Marvin from JLS interview
Questions: Peter Robinson
Answers: Marvin from JLS (obviously)
Hello Marvin. After VS and JLS are you only ever going to be in bands whose names feature the initial ‘S’?
(Laughs) Yes! Although hopefully this will be the last band I’m in because I love it.
You could join the SAS.
Don’t join the SS.
Can you give us a chart prediction for your single?
What are you doing to me?! Fingers crossed for a Top 5.
If it goes to Number 14 will that be a failure?
If it goes to Number 9 will that be a failure?
It’ll be disappointing.
Really, people are talking about this as a potential Number One single, so actually a Number 2 would be a failure of sorts.
No, I think Top 5 would be fine. Number One would be great, Number 2 would be great. Three, fantastic. I had a Number 7 with VS so anything above that would be great. Obviously Number One is the dream, of course.

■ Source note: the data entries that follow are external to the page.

//! Activity log persistence service.
//!
//! [`ActivityLogger`] subscribes to the [`EventBus`](crate::bus::EventBus)
//! and appends every received [`PlatformEvent`] to the `activity_log` table.
//! It runs as a long-lived background task and exits when the bus sender is
//! dropped.

use alms_db::models::activity::{ActivityLogEntry, CreateActivityLog};
use alms_db::repositories::ActivityLogRepo;
use alms_db::DbPool;
use tokio::sync::broadcast;

use crate::bus::PlatformEvent;

/// Background service that writes platform events to the activity log.
pub struct ActivityLogger;

impl ActivityLogger {
    /// Run the logging loop until the channel closes.
    ///
    /// A failed insert is logged and skipped; it never stops the loop.
    pub async fn run(pool: DbPool, mut receiver: broadcast::Receiver<PlatformEvent>) {
        loop {
            match receiver.recv().await {
                Ok(event) => {
                    if let Err(e) = Self::persist(&pool, &event).await {
                        tracing::error!(
                            error = %e,
                            event_type = %event.event_type,
                            "Failed to write activity log entry"
                        );
                    }
                }
                Err(broadcast::error::RecvError::Lagged(n)) => {
                    tracing::warn!(
                        skipped = n,
                        "Activity logger lagged, some events were not logged"
                    );
                }
                Err(broadcast::error::RecvError::Closed) => {
                    tracing::info!("Event bus closed, activity logger shutting down");
                    break;
                }
            }
        }
    }

    /// Append a single event to the `activity_log` table.
    pub async fn persist(
        pool: &DbPool,
        event: &PlatformEvent,
    ) -> Result<ActivityLogEntry, sqlx::Error> {
        let input = CreateActivityLog {
            event_type: event.event_type.clone(),
            entity_type: event.source_entity_type.clone(),
            entity_id: event.source_entity_id,
            actor_user_id: event.actor_user_id,
            details: event.payload.clone(),
        };
        ActivityLogRepo::create(pool, &input).await
    }
}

Let’s get controversial. Let’s talk dance routines. The ‘heart beating’ chest bit of your 'Beat Again' dance routine has split opinion. Some think it is terrible, some think it is amazing. Did you have reservations?
It was put together by our choereographer who’s a really cool guy. You know what, when we look back at that dance routine now we think, ‘bloody hell, is that really us doing that?’. There’s a lot of dancing there.
It’s two videos’ worth of dancing, in one video.
But the heartbeat – I think it’s quite cool. I don’t mind it, to be fair.
The other amazing bit is where three of the band have their legs in the air…
Yes! I’m the lazy one, I’m the one who gets to stand up and boss the other three around.
When that was first suggested did you say, at all, ‘hm…’.
No! Because I didn’t have to get on the floor, I was the one who got to stand there. We must have gone through that video sixty times when we shot the video, God knows how many splinters and bruises the other guys got from going down on that dirty wooden floor. It’s actually my favourite bit of the video.
One of the best things about JLS was the amazing ‘Croydon riot’, including the hysterical south London newspaper which ran with the headline ‘it was not a joke – I hate Croydon now’.
Seriously? It wasn’t Croydon’s fault!
But Croydon has suffered. You should say something to re-promote Croydon.
I can’t really say anything because we’re doing a signing there soon… I’ve got a feeling it’s going to be carnage again but they’re going to make sure they’ve got enough security there. On the day of the single release we’re going to be in HMV Croydon doing a signing. Hopefully it won’t be a repeat of the Croydon fracas last time!
Well if you keep plugging the date and location in every interview you do as unsubtly as you did just then, you’ll end up with a lot of people there.
And when you say ‘carnage’ what you mean to say is that you’d like it to be busy, but what we’re not looking for here is actual death. It’s the fine line people who organise this sort of thing have to tread: you need it to look busy for the TV news cameras but you don’t want people being carted off in ambulances.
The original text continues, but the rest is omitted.